(Data for this exercise)
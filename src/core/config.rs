//! Game configuration types.
//!
//! Sessions are configured once at construction by providing:
//! - `Layout`: Where tiles sit (grid formula or a winding path table)
//! - `DeltaPolicy`: How far a correct answer moves the player
//! - `GameConfig`: Combines board size, hint budget, layout and policy
//!
//! Nothing here changes after a session is built.

use log::warn;
use serde::{Deserialize, Serialize};

use super::error::{QuestError, Result};
use crate::board::Point;
use crate::quiz::Difficulty;

/// Board size used by the default configuration.
pub const DEFAULT_TOTAL_SPACES: usize = 10;

/// Hints granted per game by the default configuration.
pub const DEFAULT_HINT_MAX: u32 = 3;

/// Tile placement strategy.
#[derive(Clone, Debug, PartialEq, Eq, Serialize, Deserialize)]
pub enum Layout {
    /// Row-major grid: `columns` tiles per row starting at `origin`.
    Grid {
        origin: Point,
        columns: usize,
        spacing_x: i32,
        spacing_y: i32,
    },
    /// Explicit coordinates, one per tile. May hold more entries than tiles.
    Path(Vec<Point>),
}

impl Layout {
    /// Five-column grid at (100, 100) with 120px spacing.
    #[must_use]
    pub const fn default_grid() -> Self {
        Layout::Grid {
            origin: Point::new(100, 100),
            columns: 5,
            spacing_x: 120,
            spacing_y: 120,
        }
    }
}

impl Default for Layout {
    fn default() -> Self {
        Self::default_grid()
    }
}

/// Distance a correct answer moves the player.
#[derive(Clone, Copy, Debug, PartialEq, Eq, Serialize, Deserialize)]
pub enum DeltaPolicy {
    /// Same distance regardless of difficulty.
    Fixed(i64),
    /// Harder questions move further.
    ByDifficulty { easy: i64, medium: i64, advanced: i64 },
}

impl DeltaPolicy {
    /// easy=1, medium=2, advanced=3.
    #[must_use]
    pub const fn by_difficulty() -> Self {
        DeltaPolicy::ByDifficulty {
            easy: 1,
            medium: 2,
            advanced: 3,
        }
    }

    /// Move distance for a question of the given difficulty.
    #[must_use]
    pub fn delta_for(&self, difficulty: Difficulty) -> i64 {
        match *self {
            DeltaPolicy::Fixed(delta) => delta,
            DeltaPolicy::ByDifficulty { easy, medium, advanced } => match difficulty {
                Difficulty::Easy => easy,
                Difficulty::Medium => medium,
                Difficulty::Advanced => advanced,
            },
        }
    }

    fn validate(&self) -> Result<()> {
        let all_positive = Difficulty::ALL.iter().all(|&d| self.delta_for(d) > 0);
        if all_positive {
            Ok(())
        } else {
            Err(QuestError::Configuration(format!(
                "delta policy must move forward for every difficulty: {self:?}"
            )))
        }
    }
}

impl Default for DeltaPolicy {
    fn default() -> Self {
        Self::by_difficulty()
    }
}

/// Complete session configuration.
#[derive(Clone, Debug, PartialEq, Eq, Serialize, Deserialize)]
pub struct GameConfig {
    /// Number of tiles, including Start and the castle.
    pub total_spaces: usize,

    /// Hints available per game.
    pub hint_max: u32,

    pub layout: Layout,

    pub delta_policy: DeltaPolicy,
}

impl GameConfig {
    /// Create a configuration with the given board size and default settings.
    #[must_use]
    pub fn new(total_spaces: usize) -> Self {
        Self {
            total_spaces,
            ..Self::default()
        }
    }

    /// Set the hint budget.
    #[must_use]
    pub fn with_hint_max(mut self, hint_max: u32) -> Self {
        self.hint_max = hint_max;
        self
    }

    /// Set the tile layout.
    #[must_use]
    pub fn with_layout(mut self, layout: Layout) -> Self {
        self.layout = layout;
        self
    }

    /// Set the move policy.
    #[must_use]
    pub fn with_delta_policy(mut self, delta_policy: DeltaPolicy) -> Self {
        self.delta_policy = delta_policy;
        self
    }

    /// Check the configuration without building a board.
    ///
    /// Layout problems are caught here as well as in `generate_board`,
    /// so a bad config fails before any session exists.
    pub fn validate(&self) -> Result<()> {
        let result = self.check();
        if let Err(err) = &result {
            warn!("rejected game config: {err}");
        }
        result
    }

    fn check(&self) -> Result<()> {
        if self.total_spaces == 0 {
            return Err(QuestError::Configuration(
                "board needs at least one tile".to_string(),
            ));
        }

        match &self.layout {
            Layout::Grid { columns: 0, .. } => {
                return Err(QuestError::Configuration(
                    "grid layout needs at least one column".to_string(),
                ));
            }
            Layout::Path(table) if table.len() < self.total_spaces => {
                return Err(QuestError::Configuration(format!(
                    "path table has {} entries but the board has {} tiles",
                    table.len(),
                    self.total_spaces
                )));
            }
            _ => {}
        }

        self.delta_policy.validate()
    }
}

impl Default for GameConfig {
    fn default() -> Self {
        Self {
            total_spaces: DEFAULT_TOTAL_SPACES,
            hint_max: DEFAULT_HINT_MAX,
            layout: Layout::default_grid(),
            delta_policy: DeltaPolicy::by_difficulty(),
        }
    }
}

#[cfg(test)]
mod tests {
    use super::*;

    #[test]
    fn test_default_config() {
        let config = GameConfig::default();

        assert_eq!(config.total_spaces, 10);
        assert_eq!(config.hint_max, 3);
        assert_eq!(config.layout, Layout::default_grid());
        assert_eq!(config.delta_policy, DeltaPolicy::by_difficulty());
        assert!(config.validate().is_ok());
    }

    #[test]
    fn test_config_builder() {
        let config = GameConfig::new(17)
            .with_hint_max(5)
            .with_delta_policy(DeltaPolicy::Fixed(1));

        assert_eq!(config.total_spaces, 17);
        assert_eq!(config.hint_max, 5);
        assert_eq!(config.delta_policy, DeltaPolicy::Fixed(1));
        assert!(config.validate().is_ok());
    }

    #[test]
    fn test_delta_for() {
        let policy = DeltaPolicy::by_difficulty();
        assert_eq!(policy.delta_for(Difficulty::Easy), 1);
        assert_eq!(policy.delta_for(Difficulty::Medium), 2);
        assert_eq!(policy.delta_for(Difficulty::Advanced), 3);

        let fixed = DeltaPolicy::Fixed(1);
        for d in Difficulty::ALL {
            assert_eq!(fixed.delta_for(d), 1);
        }
    }

    #[test]
    fn test_zero_spaces_rejected() {
        let err = GameConfig::new(0).validate().unwrap_err();
        assert!(matches!(err, QuestError::Configuration(_)));
    }

    #[test]
    fn test_zero_columns_rejected() {
        let config = GameConfig::new(10).with_layout(Layout::Grid {
            origin: Point::new(0, 0),
            columns: 0,
            spacing_x: 10,
            spacing_y: 10,
        });
        assert!(matches!(config.validate(), Err(QuestError::Configuration(_))));
    }

    #[test]
    fn test_short_path_rejected() {
        let table = vec![Point::new(0, 0), Point::new(1, 0)];
        let config = GameConfig::new(3).with_layout(Layout::Path(table));
        assert!(matches!(config.validate(), Err(QuestError::Configuration(_))));
    }

    #[test]
    fn test_non_positive_delta_rejected() {
        let config = GameConfig::default().with_delta_policy(DeltaPolicy::ByDifficulty {
            easy: 1,
            medium: 0,
            advanced: 3,
        });
        assert!(matches!(config.validate(), Err(QuestError::Configuration(_))));

        let config = GameConfig::default().with_delta_policy(DeltaPolicy::Fixed(-1));
        assert!(matches!(config.validate(), Err(QuestError::Configuration(_))));
    }

    #[test]
    fn test_config_serde() {
        let config = GameConfig::new(4).with_layout(Layout::Path(vec![
            Point::new(0, 0),
            Point::new(10, 0),
            Point::new(10, 10),
            Point::new(0, 10),
        ]));

        let json = serde_json::to_string(&config).unwrap();
        let restored: GameConfig = serde_json::from_str(&json).unwrap();

        assert_eq!(config, restored);
    }
}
(End Data for this exercise)
#### [Task prompt]
Exactly the lines from the start of the entries through the one bearing "use crate::quiz::Difficulty;" are to be output, with both ends included.

#### [Response to the task]
filename src/core/config.rs
//! Game configuration types.
//!
//! Sessions are configured once at construction by providing:
//! - `Layout`: Where tiles sit (grid formula or a winding path table)
//! - `DeltaPolicy`: How far a correct answer moves the player
//! - `GameConfig`: Combines board size, hint budget, layout and policy
//!
//! Nothing here changes after a session is built.

use log::warn;
use serde::{Deserialize, Serialize};

use super::error::{QuestError, Result};
use crate::board::Point;
use crate::quiz::Difficulty;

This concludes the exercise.